**To do**
Would you print the entire listing exactly, leaving nothing out?

**Data for this exercise**

== Segment start ==

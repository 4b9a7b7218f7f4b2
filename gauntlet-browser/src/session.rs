//! The Browser Session capability consumed by the flow engine.
//!
//! No single selector is trusted: every selector-bearing operation takes an
//! ordered list of equivalent selectors (a fallback chain) and succeeds iff
//! at least one of them resolves within the timeout.

use std::time::Duration;

use async_trait::async_trait;
use gauntlet_common::Result;

/// Fallback chains used to project a page's result list into output items.
#[derive(Debug, Clone)]
pub struct ListingSelectors {
    /// Container of one result item.
    pub item: Vec<String>,
    /// Title element within an item.
    pub title: Vec<String>,
    /// Price element within an item.
    pub price: Vec<String>,
    /// Anchor within an item; its `href` becomes the link.
    pub link: Vec<String>,
}

/// One result item as read off the page, before normalisation.
#[derive(Debug, Clone, Default, PartialEq, Eq)]
pub struct RawListing {
    pub title: String,
    pub price_text: String,
    pub link: String,
}

/// Abstract page session. Implemented by [`crate::page::WebDriverSession`]
/// for real runs and by in-memory fakes in tests.
#[async_trait]
pub trait PageSession: Send + Sync {
    async fn navigate(&self, url: &str) -> Result<()>;

    async fn current_url(&self) -> Result<String>;

    /// Visible text of the page body.
    async fn page_text(&self) -> Result<String>;

    /// Full HTML source.
    async fn page_source(&self) -> Result<String>;

    /// Block until one selector in the chain resolves, returning the one
    /// that matched. Fails with `PreconditionTimeout` on elapse.
    async fn wait_for_any(&self, selectors: &[String], timeout: Duration) -> Result<String>;

    /// Snapshot probe: which selector in the chain matches right now, if
    /// any. Never waits and never fails for "not found".
    async fn exists_any(&self, selectors: &[String]) -> Result<Option<String>>;

    async fn click_any(&self, selectors: &[String], timeout: Duration) -> Result<()>;

    async fn type_any(&self, selectors: &[String], text: &str, timeout: Duration) -> Result<()>;

    /// Send Enter to the first matching element.
    async fn press_enter(&self, selectors: &[String]) -> Result<()>;

    /// Read an attribute off the first matching element.
    async fn attr_any(&self, selectors: &[String], attr: &str) -> Result<Option<String>>;

    /// Current `value` property of the element at `selector`.
    async fn read_value(&self, selector: &str) -> Result<Option<String>>;

    /// Overwrite the `value` of every element matching any selector in the
    /// chain. Idempotent; returns the number of fields written.
    async fn set_value_all(&self, selectors: &[String], value: &str) -> Result<usize>;

    /// `src` of every iframe on the page.
    async fn frame_sources(&self) -> Result<Vec<String>>;

    async fn screenshot(&self) -> Result<Vec<u8>>;

    async fn collect_listings(&self, selectors: &ListingSelectors) -> Result<Vec<RawListing>>;

    /// Close the underlying session. Callers invoke this exactly once per
    /// run, on every exit path.
    async fn close(&self) -> Result<()>;
}
//! Browser session adapter for the Gauntlet flow.
//!
//! The core consumes the [`session::PageSession`] capability; this crate
//! provides the fantoccini/WebDriver implementation together with stealth
//! and behavioral helpers.
//!
//! - [`driver::GauntletDriver`]: WebDriver bootstrap with stealth capabilities
//! - [`page::WebDriverSession`]: fallback-chain selector operations
//! - [`behavioral::BehavioralEngine`]: human-like timings and typing
//! - [`stealth`]: Chrome arguments and JS evasions

pub mod behavioral;
pub mod driver;
pub mod fingerprint;
pub mod page;
pub mod session;
pub mod stealth;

== Segment end ==

**Your solution**
repository 4b9a7b7218f7f4b2
filename gauntlet-browser/src/session.rs
//! The Browser Session capability consumed by the flow engine.
//!
//! No single selector is trusted: every selector-bearing operation takes an
//! ordered list of equivalent selectors (a fallback chain) and succeeds iff
//! at least one of them resolves within the timeout.

use std::time::Duration;

use async_trait::async_trait;
use gauntlet_common::Result;

/// Fallback chains used to project a page's result list into output items.
#[derive(Debug, Clone)]
pub struct ListingSelectors {
    /// Container of one result item.
    pub item: Vec<String>,
    /// Title element within an item.
    pub title: Vec<String>,
    /// Price element within an item.
    pub price: Vec<String>,
    /// Anchor within an item; its `href` becomes the link.
    pub link: Vec<String>,
}

/// One result item as read off the page, before normalisation.
#[derive(Debug, Clone, Default, PartialEq, Eq)]
pub struct RawListing {
    pub title: String,
    pub price_text: String,
    pub link: String,
}

/// Abstract page session. Implemented by [`crate::page::WebDriverSession`]
/// for real runs and by in-memory fakes in tests.
#[async_trait]
pub trait PageSession: Send + Sync {
    async fn navigate(&self, url: &str) -> Result<()>;

    async fn current_url(&self) -> Result<String>;

    /// Visible text of the page body.
    async fn page_text(&self) -> Result<String>;

    /// Full HTML source.
    async fn page_source(&self) -> Result<String>;

    /// Block until one selector in the chain resolves, returning the one
    /// that matched. Fails with `PreconditionTimeout` on elapse.
    async fn wait_for_any(&self, selectors: &[String], timeout: Duration) -> Result<String>;

    /// Snapshot probe: which selector in the chain matches right now, if
    /// any. Never waits and never fails for "not found".
    async fn exists_any(&self, selectors: &[String]) -> Result<Option<String>>;

    async fn click_any(&self, selectors: &[String], timeout: Duration) -> Result<()>;

    async fn type_any(&self, selectors: &[String], text: &str, timeout: Duration) -> Result<()>;

    /// Send Enter to the first matching element.
    async fn press_enter(&self, selectors: &[String]) -> Result<()>;

    /// Read an attribute off the first matching element.
    async fn attr_any(&self, selectors: &[String], attr: &str) -> Result<Option<String>>;

    /// Current `value` property of the element at `selector`.
    async fn read_value(&self, selector: &str) -> Result<Option<String>>;

    /// Overwrite the `value` of every element matching any selector in the
    /// chain. Idempotent; returns the number of fields written.
    async fn set_value_all(&self, selectors: &[String], value: &str) -> Result<usize>;

    /// `src` of every iframe on the page.
    async fn frame_sources(&self) -> Result<Vec<String>>;

    async fn screenshot(&self) -> Result<Vec<u8>>;

    async fn collect_listings(&self, selectors: &ListingSelectors) -> Result<Vec<RawListing>>;

    /// Close the underlying session. Callers invoke this exactly once per
    /// run, on every exit path.
    async fn close(&self) -> Result<()>;
}
//! Browser session adapter for the Gauntlet flow.
//!
//! The core consumes the [`session::PageSession`] capability; this crate
//! provides the fantoccini/WebDriver implementation together with stealth
//! and behavioral helpers.
//!
//! - [`driver::GauntletDriver`]: WebDriver bootstrap with stealth capabilities
//! - [`page::WebDriverSession`]: fallback-chain selector operations
//! - [`behavioral::BehavioralEngine`]: human-like timings and typing
//! - [`stealth`]: Chrome arguments and JS evasions

pub mod behavioral;
pub mod driver;
pub mod fingerprint;
pub mod page;
pub mod session;
pub mod stealth;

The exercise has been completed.